### Task item
Go over these records and count the lines with the string "NaiveDate" in them; the count is all that should be returned.

### Dataset content
--- START ---

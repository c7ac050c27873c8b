//! # Validated Field Types
//!
//! String newtypes that validate their contents at construction. Each one
//! also deserializes through its constructor so that an invalid seed file or
//! API payload is rejected at parse time instead of being silently accepted.

use serde::{Deserialize, Serialize};

use crate::constants::SALESFORCE_ID_LENGTH;
use crate::error::ValidationError;

/// Route `Deserialize` through the type's `new()` constructor.
macro_rules! impl_validating_deserialize {
    ($ty:ident) => {
        impl<'de> Deserialize<'de> for $ty {
            fn deserialize<D>(deserializer: D) -> Result<Self, D::Error>
            where
                D: serde::Deserializer<'de>,
            {
                let raw = String::deserialize(deserializer)?;
                Self::new(raw).map_err(serde::de::Error::custom)
            }
        }
    };
}

/// Shared accessor and `Display` impls for the string newtypes.
macro_rules! impl_str_newtype {
    ($ty:ident) => {
        impl $ty {
            /// The validated value.
            pub fn as_str(&self) -> &str {
                &self.0
            }
        }

        impl std::fmt::Display for $ty {
            fn fmt(&self, f: &mut std::fmt::Formatter<'_>) -> std::fmt::Result {
                f.write_str(&self.0)
            }
        }

        impl AsRef<str> for $ty {
            fn as_ref(&self) -> &str {
                &self.0
            }
        }
    };
}

// ---------------------------------------------------------------------------
// Salesforce opportunity id
// ---------------------------------------------------------------------------

/// Salesforce Opportunity record id: exactly 18 alphanumeric characters.
#[derive(Debug, Clone, PartialEq, Eq, Hash, Serialize)]
#[serde(transparent)]
pub struct SalesforceOpportunityId(String);

impl SalesforceOpportunityId {
    /// Validate and wrap an opportunity id.
    pub fn new(s: impl Into<String>) -> Result<Self, ValidationError> {
        let s = s.into();
        let trimmed = s.trim();
        if trimmed.len() != SALESFORCE_ID_LENGTH
            || !trimmed.chars().all(|c| c.is_ascii_alphanumeric())
        {
            return Err(ValidationError::InvalidSalesforceId(s));
        }
        Ok(Self(trimmed.to_string()))
    }
}

impl_str_newtype!(SalesforceOpportunityId);
impl_validating_deserialize!(SalesforceOpportunityId);

// ---------------------------------------------------------------------------
// Enterprise slug
// ---------------------------------------------------------------------------

/// URL path segment identifying an enterprise in the learner portal.
#[derive(Debug, Clone, PartialEq, Eq, PartialOrd, Ord, Hash, Serialize)]
#[serde(transparent)]
pub struct EnterpriseSlug(String);

impl EnterpriseSlug {
    /// Maximum slug length.
    pub const MAX_LEN: usize = 128;

    /// Validate and wrap a slug.
    pub fn new(s: impl Into<String>) -> Result<Self, ValidationError> {
        let s = s.into();
        let valid = !s.is_empty()
            && s.len() <= Self::MAX_LEN
            && s
                .chars()
                .all(|c| c.is_ascii_lowercase() || c.is_ascii_digit() || c == '-' || c == '_');
        if !valid {
            return Err(ValidationError::InvalidEnterpriseSlug(s));
        }
        Ok(Self(s))
    }
}

impl_str_newtype!(EnterpriseSlug);
impl_validating_deserialize!(EnterpriseSlug);

// ---------------------------------------------------------------------------
// Email address
// ---------------------------------------------------------------------------

/// Learner email address, normalized to lowercase.
///
/// The check is structural only: one `@`, a non-empty local part, and a
/// dotted domain. Deliverability is not this type's concern.
#[derive(Debug, Clone, PartialEq, Eq, PartialOrd, Ord, Hash, Serialize)]
#[serde(transparent)]
pub struct EmailAddress(pub(crate) String);

impl EmailAddress {
    /// Maximum length per RFC 5321 path limits.
    pub const MAX_LEN: usize = 254;

    /// Validate, trim, and lowercase an address.
    pub fn new(s: impl Into<String>) -> Result<Self, ValidationError> {
        let raw = s.into();
        let normalized = raw.trim().to_ascii_lowercase();
        if normalized.len() > Self::MAX_LEN || normalized.chars().any(char::is_whitespace) {
            return Err(ValidationError::InvalidEmail(raw));
        }
        let mut parts = normalized.split('@');
        let (Some(local), Some(domain), None) = (parts.next(), parts.next(), parts.next()) else {
            return Err(ValidationError::InvalidEmail(raw));
        };
        let domain_ok = domain.contains('.')
            && !domain.starts_with('.')
            && !domain.ends_with('.')
            && !domain.contains("..");
        if local.is_empty() || !domain_ok {
            return Err(ValidationError::InvalidEmail(raw));
        }
        Ok(Self(normalized))
    }
}

impl_str_newtype!(EmailAddress);
impl_validating_deserialize!(EmailAddress);

// ---------------------------------------------------------------------------
// Plan title
// ---------------------------------------------------------------------------

/// Human-readable subscription plan title.
#[derive(Debug, Clone, PartialEq, Eq, PartialOrd, Ord, Hash, Serialize)]
#[serde(transparent)]
pub struct PlanTitle(String);

impl PlanTitle {
    /// Maximum title length.
    pub const MAX_LEN: usize = 128;

    /// Validate and wrap a title. Surrounding whitespace is trimmed.
    pub fn new(s: impl Into<String>) -> Result<Self, ValidationError> {
        let s = s.into();
        let trimmed = s.trim();
        if trimmed.is_empty() || trimmed.chars().count() > Self::MAX_LEN {
            return Err(ValidationError::InvalidPlanTitle(s));
        }
        Ok(Self(trimmed.to_string()))
    }
}

impl_str_newtype!(PlanTitle);
impl_validating_deserialize!(PlanTitle);
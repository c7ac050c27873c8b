//! # Subscription Plan
//!
//! A subscription plan is a pool of licenses bought by an enterprise for a
//! fixed period. The plan owns its licenses and enforces the invariants that
//! span more than one of them:
//!
//! - within a plan, a learner email or LMS user id is bound to at most one
//!   non-revoked license;
//! - the non-revoked license count stays within
//!   `[MIN_NUM_LICENSES, MAX_NUM_LICENSES]`;
//! - revocations of activated licenses are capped at
//!   `ceil(num_licenses * revoke_max_percentage / 100)`.
//!
//! Revoked licenses are excluded from `num_licenses` because every revocation
//! mints a replacement unassigned license.

use std::collections::{BTreeMap, BTreeSet};

use chrono::NaiveDate;
use serde::{Deserialize, Serialize};
use thiserror::Error;

use lm_core::constants::{DEFAULT_REVOKE_MAX_PERCENTAGE, MAX_NUM_LICENSES};
use lm_core::{
    days_until, revocations_allowed, ActivationKey, CustomerAgreementId, EmailAddress,
    EnterpriseCatalogId, EnterpriseCustomerId, LicenseId, PlanTitle, SalesforceOpportunityId,
    SubscriptionPlanId, Timestamp,
};

use crate::agreement::CustomerAgreement;
use crate::license::{License, LicenseError, LicenseStatus};

// ─── Errors ──────────────────────────────────────────────────────────

/// Errors raised by plan-level operations.
#[derive(Error, Debug, Clone, PartialEq, Eq)]
pub enum PlanError {
    /// Start date falls after the expiration date.
    #[error("start date {start} is after expiration date {expiration}")]
    InvalidDates {
        start: NaiveDate,
        expiration: NaiveDate,
    },

    /// Revocation percentage must lie in 0..=100.
    #[error("revoke_max_percentage must be between 0 and 100, got {0}")]
    InvalidRevokePercentage(u8),

    /// The resulting license count would exceed the maximum.
    #[error("a plan may hold at most {max} licenses, {requested} requested")]
    TooManyLicenses { requested: u64, max: u64 },

    /// Neither the plan nor its agreement names an enterprise catalog.
    #[error("plan has no enterprise catalog and its agreement has no default")]
    MissingCatalog,

    /// Not enough unassigned licenses to satisfy an assignment.
    #[error("{requested} licenses requested but only {available} unassigned")]
    NotEnoughUnassignedLicenses { requested: usize, available: usize },

    /// The same email appears more than once in one request.
    #[error("email {0} appears more than once in the request")]
    DuplicateEmail(EmailAddress),

    /// The email already holds a non-revoked license in this plan.
    #[error("email {0} already holds a license in this plan")]
    AlreadyAllocated(EmailAddress),

    /// No non-revoked license is bound to the email.
    #[error("no license is assigned to {0}")]
    NoLicenseForEmail(EmailAddress),

    /// No license carries the activation key.
    #[error("no license matches activation key {0}")]
    NoLicenseForKey(ActivationKey),

    /// The LMS user already holds another license in this plan.
    #[error("LMS user {0} already holds a license in this plan")]
    DuplicateLearner(u64),

    /// Revoking another activated license would exceed the cap.
    #[error("plan {plan} has used {applied} of {allowed} allowed revocations")]
    RevocationCapReached {
        plan: SubscriptionPlanId,
        applied: u64,
        allowed: u64,
    },

    /// A single license rejected the transition.
    #[error(transparent)]
    License(#[from] LicenseError),
}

--- END ---

### Solution for this task
3